Le premier constat est que les particuliers, les entreprises ainsi que les collectivités territoriales sont tous ciblés et donc tous concernés par ces attaques.
Pour le grand public, les principales menaces que nous identifions sont les suivantes :
– l’hameçonnage ou phishing en anglais : un appel téléphonique, un SMS ou mail frauduleux destinés à tromper la victime pour l’inciter à communiquer des données personnelles et/ou bancaires en se faisant passer pour un tiers de confiance.
– le piratage de compte en ligne : la prise de contrôle voire l’utilisation frauduleuse d’un compte au détriment de son propriétaire légitime.
– une forme particulière d’hameçonnage qui est l’arnaque au faux support technique, qui fait encore de trop nombreuses victime malgré son ancienneté !
Quels sont les quelques réflexes simples que les personnes doivent avoir pour se prémunir contre ces attaques ?

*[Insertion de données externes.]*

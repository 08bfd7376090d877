//! Tensor API.
//!
//! Tensors are the inputs and outputs of neural networks. Since the networks used here only ever
//! consume image data and produce landmark/detection data, the element type is fixed to `f32`; a
//! tensor is then nothing more than an N-dimensional array with a known shape.

use std::fmt;

use tinyvec::TinyVec;

type Dims = TinyVec<[usize; 8]>;

/// Shape and row-major strides of a tensor.
#[derive(Clone)]
struct Layout {
    shape: Dims,
    strides: Dims,
}

impl Layout {
    fn from_shape(shape: &[usize]) -> Self {
        let mut strides: Dims = shape.iter().map(|_| 0).collect();
        let mut stride = 1;
        for (out, &size) in strides.iter_mut().zip(shape).rev() {
            *out = stride;
            stride *= size;
        }

        Self {
            shape: shape.iter().copied().collect(),
            strides,
        }
    }

    fn elements(&self) -> usize {
        self.shape.iter().product()
    }

    fn rank(&self) -> usize {
        self.shape.len()
    }

    fn suffix(&self, skip: usize) -> Layout {
        assert!(skip <= self.rank());
        Layout {
            shape: self.shape[skip..].iter().copied().collect(),
            strides: self.strides[skip..].iter().copied().collect(),
        }
    }
}

impl fmt::Debug for Layout {
    fn fmt(&self, f: &mut fmt::Formatter<'_>) -> fmt::Result {
        write!(f, "{:?}/{:?}", &self.shape[..], &self.strides[..])
    }
}

/// Decomposes a row-major linear element index into per-dimension indices.
fn unravel(shape: &[usize], mut linear: usize, out: &mut [usize]) {
    for (out, &size) in out.iter_mut().zip(shape).rev() {
        *out = linear % size;
        linear /= size;
    }
}

/// A dynamically sized tensor with `f32` elements.
///
/// # Construction
///
/// A tensor can either be created via the provided `From` impls (from singular values and
/// 1-dimensional arrays), or by calling one of the `from_*` constructor methods.
///
/// # Data Access
///
/// [`Tensor::index`] produces a [`TensorView`] of the dimensions remaining after fixing a prefix
/// of them. The data in 1-dimensional tensors or views can be read with `as_slice`, a
/// 0-dimensional one holds a single value accessible with `as_singular`, and `iter` walks the
/// outermost dimension. Combined, this reaches any element.
#[derive(Clone)]
pub struct Tensor {
    layout: Layout,
    data: Box<[f32]>,
}

/// A borrowed view into a [`Tensor`].
#[derive(Clone)]
pub struct TensorView<'a> {
    layout: Layout,
    data: &'a [f32],
}

impl Tensor {
    /// Creates an `N`-dimensional tensor of the given shape by calling `f` for each element.
    ///
    /// `f` is invoked with every index vector in row-major order, starting at `[0, ..., 0, 0]`,
    /// then `[0, ..., 0, 1]`, and so on. `f` can choose to use or ignore the index vector.
    pub fn from_array_shape_fn<const N: usize, F: FnMut([usize; N]) -> f32>(
        shape: [usize; N],
        mut f: F,
    ) -> Self {
        let layout = Layout::from_shape(&shape);
        let mut index = [0; N];
        let data = (0..layout.elements())
            .map(|linear| {
                unravel(&shape, linear, &mut index);
                f(index)
            })
            .collect();
        Self { layout, data }
    }

    /// Creates a tensor with a dynamic number of dimensions.
    pub fn from_dyn_shape_fn<F: FnMut(&[usize]) -> f32>(shape: &[usize], mut f: F) -> Self {
        let layout = Layout::from_shape(shape);
        let mut index = vec![0; shape.len()];
        let data = (0..layout.elements())
            .map(|linear| {
                unravel(shape, linear, &mut index);
                f(&index)
            })
            .collect();
        Self { layout, data }
    }

    /// Creates a tensor of the given shape by pulling elements from an iterator.
    ///
    /// # Panics
    ///
    /// `iter` must yield exactly as many elements as `shape` requires (the product of all of its
    /// entries), otherwise this method will panic.
    pub fn from_iter<I: IntoIterator<Item = f32>>(shape: &[usize], iter: I) -> Self {
        let layout = Layout::from_shape(shape);
        let data: Box<_> = iter.into_iter().collect();
        assert_eq!(data.len(), layout.elements());
        Self { layout, data }
    }

    pub(super) fn from_tract(tract: &tract_onnx::prelude::Tensor) -> Self {
        let data = tract.as_slice::<f32>().unwrap();
        Self {
            layout: Layout::from_shape(tract.shape()),
            data: data.into(),
        }
    }

    pub(super) fn to_tract(&self) -> tract_onnx::prelude::Tensor {
        tract_onnx::prelude::Tensor::from_shape(self.shape(), &self.data).unwrap()
    }

    /// Returns the shape of this tensor.
    ///
    /// A tensor's shape is the number of entries in each dimension.
    pub fn shape(&self) -> &[usize] {
        &self.layout.shape
    }

    /// Returns the number of dimensions of this tensor.
    pub fn rank(&self) -> usize {
        self.layout.rank()
    }

    /// Indexes a prefix of the tensor's dimensions with `indices`.
    ///
    /// For an example, consider a tensor of shape `[2, 3, 4, 5]`. Indexing it with 2 indices
    /// `[a, b]` will return a view of shape `[4, 5]`, while indexing it with 4 indices
    /// `[a, b, c, d]` will return a view of shape `[]` (aka a single value). Indexing with zero
    /// indices (`[]`) is also permitted and returns a view of the whole tensor.
    ///
    /// # Panics
    ///
    /// This method will panic if `indices` has more entries than `self` has dimensions, or if any
    /// index is out of bounds.
    #[track_caller]
    pub fn index<const N: usize>(&self, indices: [usize; N]) -> TensorView<'_> {
        TensorView {
            layout: self.layout.suffix(N),
            data: index_impl(&self.layout, &self.data, &indices),
        }
    }

    /// Iterates over the outermost dimension of this tensor.
    ///
    /// For example, iterating over a tensor with shape `[3, 4, 5]` yields 3 [`TensorView`]s of
    /// shape `[4, 5]`.
    ///
    /// # Panics
    ///
    /// `self` must have at least one dimension, otherwise this method will panic.
    #[track_caller]
    pub fn iter(&self) -> impl Iterator<Item = TensorView<'_>> {
        assert!(self.rank() > 0, "cannot iterate over 0-dimensional tensor");
        (0..self.shape()[0]).map(|index| self.index([index]))
    }

    /// Returns the values stored in a 1-dimensional tensor as a slice.
    ///
    /// # Panics
    ///
    /// `self` must have exactly 1 dimension, otherwise this method panics.
    #[track_caller]
    pub fn as_slice(&self) -> &[f32] {
        assert_eq!(
            self.rank(),
            1,
            "`as_slice` requires a 1-dimensional tensor (shape is {:?})",
            self.shape()
        );
        &self.data
    }

    /// Returns the value stored in a 0-dimensional tensor.
    ///
    /// # Panics
    ///
    /// `self` must have exactly 0 dimensions, otherwise this method will panic.
    #[track_caller]
    pub fn as_singular(&self) -> f32 {
        assert_eq!(
            self.rank(),
            0,
            "`as_singular` requires a 0-dimensional tensor (shape is {:?})",
            self.shape()
        );
        self.data[0]
    }
}

#[track_caller]
fn index_impl<'a>(layout: &Layout, mut data: &'a [f32], indices: &[usize]) -> &'a [f32] {
    assert!(
        indices.len() <= layout.rank(),
        "cannot index tensor of shape {:?} with {:?}",
        &layout.shape[..],
        indices
    );

    for ((&size, &stride), &index) in layout.shape.iter().zip(&layout.strides).zip(indices) {
        assert!(
            index < size,
            "index {:?} out of bounds for tensor of shape {:?}",
            indices,
            &layout.shape[..]
        );
        data = &data[index * stride..(index + 1) * stride];
    }
    data
}

impl From<f32> for Tensor {
    fn from(value: f32) -> Self {
        Tensor::from_iter(&[], [value])
    }
}

impl<const N: usize> From<[f32; N]> for Tensor {
    fn from(arr: [f32; N]) -> Self {
        Tensor::from_iter(&[N], arr)
    }
}

impl<'d> TensorView<'d> {
    /// Returns the shape of this tensor view.
    ///
    /// The shape is the number of entries in each dimension.
    pub fn shape(&self) -> &[usize] {
        &self.layout.shape
    }

    /// Returns the number of dimensions of this tensor view.
    pub fn rank(&self) -> usize {
        self.layout.rank()
    }

    /// Indexes a prefix of the tensor view's dimensions with `indices`.
    ///
    /// Behaves like [`Tensor::index`].
    #[track_caller]
    pub fn index<const N: usize>(&self, indices: [usize; N]) -> TensorView<'d> {
        TensorView {
            layout: self.layout.suffix(N),
            data: index_impl(&self.layout, self.data, &indices),
        }
    }

    /// Iterates over the outermost dimension of this tensor view.
    ///
    /// Behaves like [`Tensor::iter`].
    #[track_caller]
    pub fn iter(&self) -> impl Iterator<Item = TensorView<'_>> {
        assert!(self.rank() > 0, "cannot iterate over 0-dimensional view");
        (0..self.shape()[0]).map(|index| self.index([index]))
    }

    /// Returns the values stored in a 1-dimensional view as a slice.
    ///
    /// # Panics
    ///
    /// `self` must have exactly 1 dimension, otherwise this method panics.
    #[track_caller]
    pub fn as_slice(&self) -> &[f32] {
        assert_eq!(
            self.rank(),
            1,
            "`as_slice` requires a 1-dimensional view (shape is {:?})",
            self.shape()
        );
        self.data
    }

    /// Returns the value stored in a 0-dimensional view.
    ///
    /// # Panics
    ///
    /// `self` must have exactly 0 dimensions, otherwise this method will panic.
    #[track_caller]
    pub fn as_singular(&self) -> f32 {
        assert_eq!(
            self.rank(),
            0,
            "`as_singular` requires a 0-dimensional view (shape is {:?})",
            self.shape()
        );
        self.data[0]
    }
}

impl fmt::Debug for Tensor {
    fn fmt(&self, f: &mut fmt::Formatter<'_>) -> fmt::Result {
        f.debug_struct("Tensor")
            .field("shape", &self.shape())
            .finish()
    }
}

impl fmt::Debug for TensorView<'_> {
    fn fmt(&self, f: &mut fmt::Formatter<'_>) -> fmt::Result {
        f.debug_struct("TensorView")
            .field("shape", &self.shape())
            .finish()
    }
}

#[cfg(test)]
mod tests {
    use super::*;

    #[test]
    fn construction_order_is_row_major() {
        let mut expected = [
            [0, 0, 0],
            [0, 0, 1],
            [0, 1, 0],
            [0, 1, 1],
            [1, 0, 0],
            [1, 0, 1],
        ]
        .into_iter();

        let tensor = Tensor::from_array_shape_fn([2, 2, 2], |index| {
            assert_eq!(expected.next(), Some(index));
            0.0
        });
        assert_eq!(tensor.shape(), &[2, 2, 2]);
        assert!(expected.next().is_none());

        let mut count = 0;
        let tensor = Tensor::from_dyn_shape_fn(&[3, 2], |index| {
            assert_eq!(index.len(), 2);
            count += 1;
            0.0
        });
        assert_eq!(count, 6);
        assert_eq!(tensor.rank(), 2);
    }

    #[test]
    fn zero_sized_dimension() {
        let tensor = Tensor::from_array_shape_fn([2, 0, 4], |idx| unreachable!("{idx:?}"));
        assert_eq!(tensor.shape(), &[2, 0, 4]);
        assert_eq!(tensor.iter().count(), 2);
        assert_eq!(tensor.index([1]).iter().count(), 0);
    }

    #[test]
    fn singular_tensor() {
        let tensor = Tensor::from(7.5);
        assert_eq!(tensor.rank(), 0);
        assert_eq!(tensor.shape(), &[] as &[usize]);
        assert_eq!(tensor.as_singular(), 7.5);

        // indexing with `[]` is a no-op
        assert_eq!(tensor.index([]).as_singular(), 7.5);
    }

    #[test]
    fn indexing_peels_dimensions() {
        let tensor = Tensor::from_iter(&[2, 2, 2], (0..8).map(|i| i as f32));

        let half = tensor.index([1]);
        assert_eq!(half.shape(), &[2, 2]);

        let row = half.index([0]);
        assert_eq!(row.as_slice(), &[4.0, 5.0]);

        // multi-index straight from the tensor
        assert_eq!(tensor.index([0, 1]).as_slice(), &[2.0, 3.0]);
        assert_eq!(tensor.index([1, 1, 0]).as_singular(), 6.0);
    }

    #[test]
    fn one_dimensional_access() {
        let array = Tensor::from([4.0, 5.0, 6.0]);
        assert_eq!(array.shape(), &[3]);
        assert_eq!(array.as_slice(), &[4.0, 5.0, 6.0]);
        assert_eq!(array.index([2]).as_singular(), 6.0);
    }

    #[test]
    #[should_panic]
    fn out_of_bounds_index_panics() {
        let tensor = Tensor::from([1.0, 2.0]);
        tensor.index([2]);
    }
}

Pour ceux qui consultent nos contenus régulièrement, ils pourront l’attester, nous fournissons de nombreuses recommandations car nous tentons de nous adapter, et donc de fournir des éléments de prévention à nos publics, sur de multiples méthodologies d’attaques. Et il est déterminant aujourd’hui d’adapter ces bonnes pratiques à des usages spécifiques comme le téléphone portable, les réseaux sociaux ou encore la nécessaire séparation des usages professionnels et personnels par exemple.
Néanmoins, de manière transverse nous recommandons fortement à nos publics d’appliquer au quotidien de bonnes pratiques en matière de :
– gestion de ses mots de passe : utiliser des mots de passe différents et complexes pour chaque site et application.
– gestion de ses mises à jour : appliquer de manière régulière et systématique les mises à jour de sécurité des système d’exploitation et logiciels installés sur nos différents équipements (ordinateurs fixes et portables, tablettes, smartphones, objets connectés…).
– gestion de ses sauvegardes : Savoir où sont stockées ses données, leur degré de sensibilité et effectuer régulièrement des sauvegardes de celles-ci sur un support et à une fréquence adaptée.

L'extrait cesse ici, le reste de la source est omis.